YOUR ASSIGNMENT —
What lines below include the word "KasPublicKeyAlgEnum"? Copy each one.
□ □ □ □ □
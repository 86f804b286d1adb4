//! Attribute policy data model
//!
//! These types mirror the objects served by the OpenTDF policy service:
//! namespaces own attribute definitions, definitions own values, and any of the
//! three levels may carry KAS grants. The split engine only reads them.
//!
//! Definitions and namespaces are shared through [`Arc`] so that many values
//! can point at the same definition without copying grant lists.

use serde::{Deserialize, Deserializer, Serialize, Serializer};
use std::fmt;
use std::sync::Arc;

/// Rule governing how the values of one attribute definition combine
#[derive(Debug, Clone, Copy, PartialEq, Eq, Hash, Default)]
pub enum AttributeRule {
    /// No rule set on the definition; planned like `allOf`
    #[default]
    Unspecified,
    AllOf,
    AnyOf,
    Hierarchy,
    /// A rule code this engine does not understand
    Unknown(i32),
}

impl AttributeRule {
    /// Build a rule from its policy-service enum code
    pub fn from_code(code: i32) -> Self {
        match code {
            0 => AttributeRule::Unspecified,
            1 => AttributeRule::AllOf,
            2 => AttributeRule::AnyOf,
            3 => AttributeRule::Hierarchy,
            other => AttributeRule::Unknown(other),
        }
    }

    /// The policy-service enum code for this rule
    pub fn code(&self) -> i32 {
        match self {
            AttributeRule::Unspecified => 0,
            AttributeRule::AllOf => 1,
            AttributeRule::AnyOf => 2,
            AttributeRule::Hierarchy => 3,
            AttributeRule::Unknown(code) => *code,
        }
    }

    /// Short name used in expression rendering
    pub fn as_str(&self) -> &'static str {
        match self {
            AttributeRule::Unspecified => "unspecified",
            AttributeRule::AllOf => "allOf",
            AttributeRule::AnyOf => "anyOf",
            AttributeRule::Hierarchy => "hierarchy",
            AttributeRule::Unknown(_) => "unknown",
        }
    }

    /// Returns false for rule codes outside the known set
    pub fn is_supported(&self) -> bool {
        !matches!(self, AttributeRule::Unknown(_))
    }

    fn from_name(name: &str) -> Option<Self> {
        match name {
            "unspecified" | "ATTRIBUTE_RULE_TYPE_ENUM_UNSPECIFIED" => {
                Some(AttributeRule::Unspecified)
            }
            "allOf" | "ATTRIBUTE_RULE_TYPE_ENUM_ALL_OF" => Some(AttributeRule::AllOf),
            "anyOf" | "ATTRIBUTE_RULE_TYPE_ENUM_ANY_OF" => Some(AttributeRule::AnyOf),
            "hierarchy" | "ATTRIBUTE_RULE_TYPE_ENUM_HIERARCHY" => Some(AttributeRule::Hierarchy),
            _ => None,
        }
    }
}

impl fmt::Display for AttributeRule {
    fn fmt(&self, f: &mut fmt::Formatter<'_>) -> fmt::Result {
        f.write_str(self.as_str())
    }
}

impl Serialize for AttributeRule {
    fn serialize<S: Serializer>(&self, serializer: S) -> Result<S::Ok, S::Error> {
        match self {
            AttributeRule::Unknown(code) => serializer.serialize_i32(*code),
            known => serializer.serialize_str(known.as_str()),
        }
    }
}

impl<'de> Deserialize<'de> for AttributeRule {
    fn deserialize<D: Deserializer<'de>>(deserializer: D) -> Result<Self, D::Error> {
        #[derive(Deserialize)]
        #[serde(untagged)]
        enum RuleRepr {
            Code(i32),
            Name(String),
        }

        match RuleRepr::deserialize(deserializer)? {
            RuleRepr::Code(code) => Ok(AttributeRule::from_code(code)),
            RuleRepr::Name(name) => AttributeRule::from_name(&name).ok_or_else(|| {
                serde::de::Error::custom(format!("unknown attribute rule '{}'", name))
            }),
        }
    }
}

/// Public key algorithm attached to a mapped KAS key
#[derive(Debug, Clone, Copy, PartialEq, Eq, Hash, Default, Serialize, Deserialize)]
pub enum Algorithm {
    #[serde(rename = "rsa:2048")]
    Rsa2048,
    #[serde(rename = "rsa:4096")]
    Rsa4096,
    #[serde(rename = "ec:secp256r1")]
    EcP256,
    #[serde(rename = "ec:secp384r1")]
    EcP384,
    #[serde(rename = "ec:secp521r1")]
    EcP521,
    #[default]
    #[serde(rename = "unspecified", other)]
    Unspecified,
}

impl Algorithm {
    /// Key-access algorithm tag, `unknown` when unspecified
    pub fn as_str(&self) -> &'static str {
        match self {
            Algorithm::Rsa2048 => "rsa:2048",
            Algorithm::Rsa4096 => "rsa:4096",
            Algorithm::EcP256 => "ec:secp256r1",
            Algorithm::EcP384 => "ec:secp384r1",
            Algorithm::EcP521 => "ec:secp521r1",
            Algorithm::Unspecified => "unknown",
        }
    }
}

impl fmt::Display for Algorithm {
    fn fmt(&self, f: &mut fmt::Formatter<'_>) -> fmt::Result {
        f.write_str(self.as_str())
    }
}

/// Algorithm enum used by cached keys on legacy KAS registrations
#[derive(Debug, Clone, Copy, PartialEq, Eq, Hash, Default, Serialize, Deserialize)]
#[serde(rename_all = "SCREAMING_SNAKE_CASE")]
pub enum KasPublicKeyAlgEnum {
    Rsa2048,
    Rsa4096,
    EcSecp256r1,
    EcSecp384r1,
    EcSecp521r1,
    #[default]
    #[serde(other)]
    Unspecified,
}

impl KasPublicKeyAlgEnum {
    /// Map the legacy enum onto [`Algorithm`]
    pub fn to_algorithm(self) -> Algorithm {
        match self {
            KasPublicKeyAlgEnum::Rsa2048 => Algorithm::Rsa2048,
            KasPublicKeyAlgEnum::Rsa4096 => Algorithm::Rsa4096,
            KasPublicKeyAlgEnum::EcSecp256r1 => Algorithm::EcP256,
            KasPublicKeyAlgEnum::EcSecp384r1 => Algorithm::EcP384,
            KasPublicKeyAlgEnum::EcSecp521r1 => Algorithm::EcP521,
            KasPublicKeyAlgEnum::Unspecified => Algorithm::Unspecified,
        }
    }
}

/// Public key material of a KAS
#[derive(Debug, Clone, PartialEq, Eq, Default, Serialize, Deserialize)]
#[serde(rename_all = "camelCase")]
pub struct SimpleKasPublicKey {
    #[serde(default)]
    pub algorithm: Algorithm,
    #[serde(default)]
    pub kid: String,
    #[serde(default)]
    pub pem: String,
}

impl SimpleKasPublicKey {
    pub fn new(algorithm: Algorithm, kid: impl Into<String>, pem: impl Into<String>) -> Self {
        Self {
            algorithm,
            kid: kid.into(),
            pem: pem.into(),
        }
    }
}

/// A KAS URL mapped to a specific public key
#[derive(Debug, Clone, PartialEq, Eq, Default, Serialize, Deserialize)]
#[serde(rename_all = "camelCase")]
pub struct SimpleKasKey {
    #[serde(default)]
    pub kas_uri: String,
    #[serde(default, skip_serializing_if = "Option::is_none")]
    pub public_key: Option<SimpleKasPublicKey>,
}

impl SimpleKasKey {
    /// A mapped key with embedded public key material
    pub fn new(kas_uri: impl Into<String>, public_key: SimpleKasPublicKey) -> Self {
        Self {
            kas_uri: kas_uri.into(),
            public_key: Some(public_key),
        }
    }

    /// A KAS reference without key material
    pub fn uri_only(kas_uri: impl Into<String>) -> Self {
        Self {
            kas_uri: kas_uri.into(),
            public_key: None,
        }
    }
}

/// Key cached on a legacy KAS registration
#[derive(Debug, Clone, PartialEq, Eq, Default, Serialize, Deserialize)]
#[serde(rename_all = "camelCase")]
pub struct CachedKasKey {
    #[serde(default)]
    pub kid: String,
    #[serde(default)]
    pub pem: String,
    #[serde(default)]
    pub alg: KasPublicKeyAlgEnum,
}

/// Legacy KAS grant, referencing a server by URI
#[derive(Debug, Clone, PartialEq, Eq, Default, Serialize, Deserialize)]
#[serde(rename_all = "camelCase")]
pub struct KeyAccessServer {
    #[serde(default)]
    pub uri: String,
    #[serde(default, skip_serializing_if = "Vec::is_empty")]
    pub kas_keys: Vec<SimpleKasKey>,
    #[serde(default, skip_serializing_if = "Vec::is_empty")]
    pub cached_keys: Vec<CachedKasKey>,
}

impl KeyAccessServer {
    pub fn new(uri: impl Into<String>) -> Self {
        Self {
            uri: uri.into(),
            ..Default::default()
        }
    }

    #[must_use]
    pub fn with_kas_key(mut self, key: SimpleKasKey) -> Self {
        self.kas_keys.push(key);
        self
    }

    #[must_use]
    pub fn with_cached_key(mut self, key: CachedKasKey) -> Self {
        self.cached_keys.push(key);
        self
    }
}

/// Attribute namespace, e.g. `https://example.com`
#[derive(Debug, Clone, PartialEq, Default, Serialize, Deserialize)]
#[serde(rename_all = "camelCase")]
pub struct Namespace {
    #[serde(default)]
    pub id: String,
    #[serde(default)]
    pub name: String,
    #[serde(default)]
    pub fqn: String,
    #[serde(default, skip_serializing_if = "Vec::is_empty")]
    pub grants: Vec<KeyAccessServer>,
    #[serde(default, skip_serializing_if = "Vec::is_empty")]
    pub kas_keys: Vec<SimpleKasKey>,
}

impl Namespace {
    pub fn new(fqn: impl Into<String>) -> Self {
        let fqn = fqn.into();
        let name = fqn
            .split_once("://")
            .map(|(_, authority)| authority.to_string())
            .unwrap_or_else(|| fqn.clone());
        Self {
            name,
            fqn,
            ..Default::default()
        }
    }

    #[must_use]
    pub fn with_grant(mut self, grant: KeyAccessServer) -> Self {
        self.grants.push(grant);
        self
    }

    #[must_use]
    pub fn with_kas_key(mut self, key: SimpleKasKey) -> Self {
        self.kas_keys.push(key);
        self
    }
}

/// Attribute definition, e.g. `https://example.com/attr/Department`
#[derive(Debug, Clone, PartialEq, Default, Serialize, Deserialize)]
#[serde(rename_all = "camelCase")]
pub struct AttributeDefinition {
    #[serde(default)]
    pub id: String,
    #[serde(default)]
    pub name: String,
    #[serde(default)]
    pub fqn: String,
    #[serde(default)]
    pub rule: AttributeRule,
    #[serde(default, skip_serializing_if = "Option::is_none")]
    pub namespace: Option<Arc<Namespace>>,
    #[serde(default, skip_serializing_if = "Vec::is_empty")]
    pub grants: Vec<KeyAccessServer>,
    #[serde(default, skip_serializing_if = "Vec::is_empty")]
    pub kas_keys: Vec<SimpleKasKey>,
}

impl AttributeDefinition {
    pub fn new(fqn: impl Into<String>, rule: AttributeRule) -> Self {
        let fqn = fqn.into();
        let name = fqn
            .rsplit_once("/attr/")
            .map(|(_, name)| name.to_string())
            .unwrap_or_default();
        Self {
            name,
            fqn,
            rule,
            ..Default::default()
        }
    }

    #[must_use]
    pub fn with_namespace(mut self, namespace: Arc<Namespace>) -> Self {
        self.namespace = Some(namespace);
        self
    }

    #[must_use]
    pub fn with_grant(mut self, grant: KeyAccessServer) -> Self {
        self.grants.push(grant);
        self
    }

    #[must_use]
    pub fn with_kas_key(mut self, key: SimpleKasKey) -> Self {
        self.kas_keys.push(key);
        self
    }
}

/// A single attribute value in a data policy
///
/// `fqn` has the form `https://<authority>/attr/<name>/value/<value>`.
#[derive(Debug, Clone, PartialEq, Default, Serialize, Deserialize)]
#[serde(rename_all = "camelCase")]
pub struct AttributeValue {
    #[serde(default)]
    pub id: String,
    #[serde(default)]
    pub value: String,
    #[serde(default)]
    pub fqn: String,
    #[serde(default, skip_serializing_if = "Option::is_none")]
    pub attribute: Option<Arc<AttributeDefinition>>,
    #[serde(default, skip_serializing_if = "Vec::is_empty")]
    pub grants: Vec<KeyAccessServer>,
    #[serde(default, skip_serializing_if = "Vec::is_empty")]
    pub kas_keys: Vec<SimpleKasKey>,
}

impl AttributeValue {
    pub fn new(fqn: impl Into<String>) -> Self {
        let fqn = fqn.into();
        let value = fqn
            .rsplit_once("/value/")
            .map(|(_, value)| value.to_string())
            .unwrap_or_default();
        Self {
            value,
            fqn,
            ..Default::default()
        }
    }

    #[must_use]
    pub fn with_definition(mut self, definition: Arc<AttributeDefinition>) -> Self {
        self.attribute = Some(definition);
        self
    }

    #[must_use]
    pub fn with_grant(mut self, grant: KeyAccessServer) -> Self {
        self.grants.push(grant);
        self
    }

    #[must_use]
    pub fn with_kas_key(mut self, key: SimpleKasKey) -> Self {
        self.kas_keys.push(key);
        self
    }

    /// The definition's rule, if a definition is attached
    pub fn rule(&self) -> Option<AttributeRule> {
        self.attribute.as_ref().map(|definition| definition.rule)
    }
}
□ □ □ □ □
TASK RESULT —
pub enum KasPublicKeyAlgEnum {
impl KasPublicKeyAlgEnum {
            KasPublicKeyAlgEnum::Rsa2048 => Algorithm::Rsa2048,
            KasPublicKeyAlgEnum::Rsa4096 => Algorithm::Rsa4096,
            KasPublicKeyAlgEnum::EcSecp256r1 => Algorithm::EcP256,
            KasPublicKeyAlgEnum::EcSecp384r1 => Algorithm::EcP384,
            KasPublicKeyAlgEnum::EcSecp521r1 => Algorithm::EcP521,
            KasPublicKeyAlgEnum::Unspecified => Algorithm::Unspecified,
    pub alg: KasPublicKeyAlgEnum,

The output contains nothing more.